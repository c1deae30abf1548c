// 该文件是 Wenfeng （文风） 项目的一部分。
// src/output.rs - 输出定义
//
// 本文件根据 Apache 许可证第 2.0 版（以下简称“许可证”）授权使用；
// 除非遵守该许可证条款，否则您不得使用本文件。
// 您可通过以下网址获取许可证副本：
// http://www.apache.org/licenses/LICENSE-2.0
// 除非适用法律要求或书面同意，根据本许可协议分发的软件均按“原样”提供，
// 不附带任何形式的明示或暗示的保证或条件。
// 有关许可权限与限制的具体条款，请参阅本许可协议。
//
// Copyright (C) 2026 Johann Li <me@qinka.pro>, Wareless Group

use thiserror::Error;
use url::Url;

use crate::FromUrl;
use crate::FromUrlWithScheme;
use crate::frame::FrameMeta;
use crate::model::ClassifyResult;

pub trait Render<Frame, Output>: Sized {
  type Error;
  fn render_result(&self, frame: &Frame, result: &Output) -> Result<(), Self::Error>;
}

mod console;
pub use self::console::{ConsoleOutput, ConsoleOutputError};

#[cfg(feature = "record_output")]
mod record;
#[cfg(feature = "record_output")]
pub use self::record::{RecordOutput, RecordOutputError};

#[derive(Error, Debug)]
pub enum OutputError {
  #[error("控制台输出错误: {0}")]
  ConsoleOutputError(#[from] ConsoleOutputError),
  #[cfg(feature = "record_output")]
  #[error("记录输出错误: {0}")]
  RecordOutputError(#[from] RecordOutputError),
  #[error("URI 方案不匹配")]
  SchemeMismatch,
}

pub enum OutputWrapper {
  ConsoleOutput(ConsoleOutput),
  #[cfg(feature = "record_output")]
  RecordOutput(RecordOutput),
}

impl FromUrl for OutputWrapper {
  type Error = OutputError;

  fn from_url(url: &Url) -> Result<Self, Self::Error> {
    match url.scheme() {
      ConsoleOutput::SCHEME => {
        let output = ConsoleOutput::from_url(url)?;
        Ok(OutputWrapper::ConsoleOutput(output))
      }
      #[cfg(feature = "record_output")]
      RecordOutput::SCHEME => {
        let output = RecordOutput::from_url(url)?;
        Ok(OutputWrapper::RecordOutput(output))
      }
      _ => Err(OutputError::SchemeMismatch),
    }
  }
}

impl Render<FrameMeta, ClassifyResult> for OutputWrapper {
  type Error = OutputError;

  fn render_result(&self, frame: &FrameMeta, result: &ClassifyResult) -> Result<(), Self::Error> {
    match self {
      OutputWrapper::ConsoleOutput(output) => output
        .render_result(frame, result)
        .map_err(OutputError::from),
      #[cfg(feature = "record_output")]
      OutputWrapper::RecordOutput(output) => output
        .render_result(frame, result)
        .map_err(OutputError::from),
    }
  }
}
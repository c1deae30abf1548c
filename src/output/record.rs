// 该文件是 Wenfeng （文风） 项目的一部分。
// src/output/record.rs - 记录输出
//
// 本文件根据 Apache 许可证第 2.0 版（以下简称“许可证”）授权使用；
// 除非遵守该许可证条款，否则您不得使用本文件。
// 您可通过以下网址获取许可证副本：
// http://www.apache.org/licenses/LICENSE-2.0
// 除非适用法律要求或书面同意，根据本许可协议分发的软件均按“原样”提供，
// 不附带任何形式的明示或暗示的保证或条件。
// 有关许可权限与限制的具体条款，请参阅本许可协议。
//
// Copyright (C) 2026 Johann Li <me@qinka.pro>, Wareless Group

use std::io::Write;
use std::path::PathBuf;

use chrono::Utc;
use thiserror::Error;
use url::Url;

use crate::{
  FromUrl, FromUrlWithScheme,
  frame::FrameMeta,
  model::ClassifyResult,
  output::Render,
};

#[derive(Error, Debug)]
pub enum RecordOutputError {
  #[error("URI 方案不匹配")]
  SchemeMismatch,
  #[error("I/O 错误: {0}")]
  IoError(#[from] std::io::Error),
}

/// 把识别结果逐行追加为 JSON 记录
///
/// 默认跳过空结果，带 `always` 参数时每帧都会记录一行。
pub struct RecordOutput {
  path: PathBuf,
  always: bool,
}

impl FromUrlWithScheme for RecordOutput {
  const SCHEME: &'static str = "record";
}

impl FromUrl for RecordOutput {
  type Error = RecordOutputError;

  fn from_url(url: &Url) -> Result<Self, Self::Error> {
    if url.scheme() != Self::SCHEME {
      return Err(RecordOutputError::SchemeMismatch);
    }

    let always = url.query_pairs().any(|(k, _)| k == "always");
    let path = PathBuf::from(url.path());
    if let Some(parent) = path.parent() {
      if !parent.as_os_str().is_empty() && !parent.exists() {
        std::fs::create_dir_all(parent)?;
      }
    }

    Ok(RecordOutput { path, always })
  }
}

impl Render<FrameMeta, ClassifyResult> for RecordOutput {
  type Error = RecordOutputError;

  fn render_result(&self, frame: &FrameMeta, result: &ClassifyResult) -> Result<(), Self::Error> {
    if !self.always && result.is_empty() {
      return Ok(());
    }

    let items: Vec<serde_json::Value> = result
      .items
      .iter()
      .map(|r| serde_json::json!({ "label": r.label.as_str(), "score": r.score }))
      .collect();
    let line = serde_json::json!({
      "time": Utc::now().to_rfc3339(),
      "frame": frame.index,
      "timestamp_ms": frame.timestamp_ms,
      "items": items,
    });

    let mut file = std::fs::OpenOptions::new()
      .create(true)
      .append(true)
      .open(&self.path)?;
    writeln!(file, "{}", line)?;
    Ok(())
  }
}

* _Activity_
Look at the records above. Copy every line where the string "OutputWrapper" occurs.

* _Answer to this task_
pub enum OutputWrapper {
impl FromUrl for OutputWrapper {
        Ok(OutputWrapper::ConsoleOutput(output))
        Ok(OutputWrapper::RecordOutput(output))
impl Render<FrameMeta, ClassifyResult> for OutputWrapper {
      OutputWrapper::ConsoleOutput(output) => output
      OutputWrapper::RecordOutput(output) => output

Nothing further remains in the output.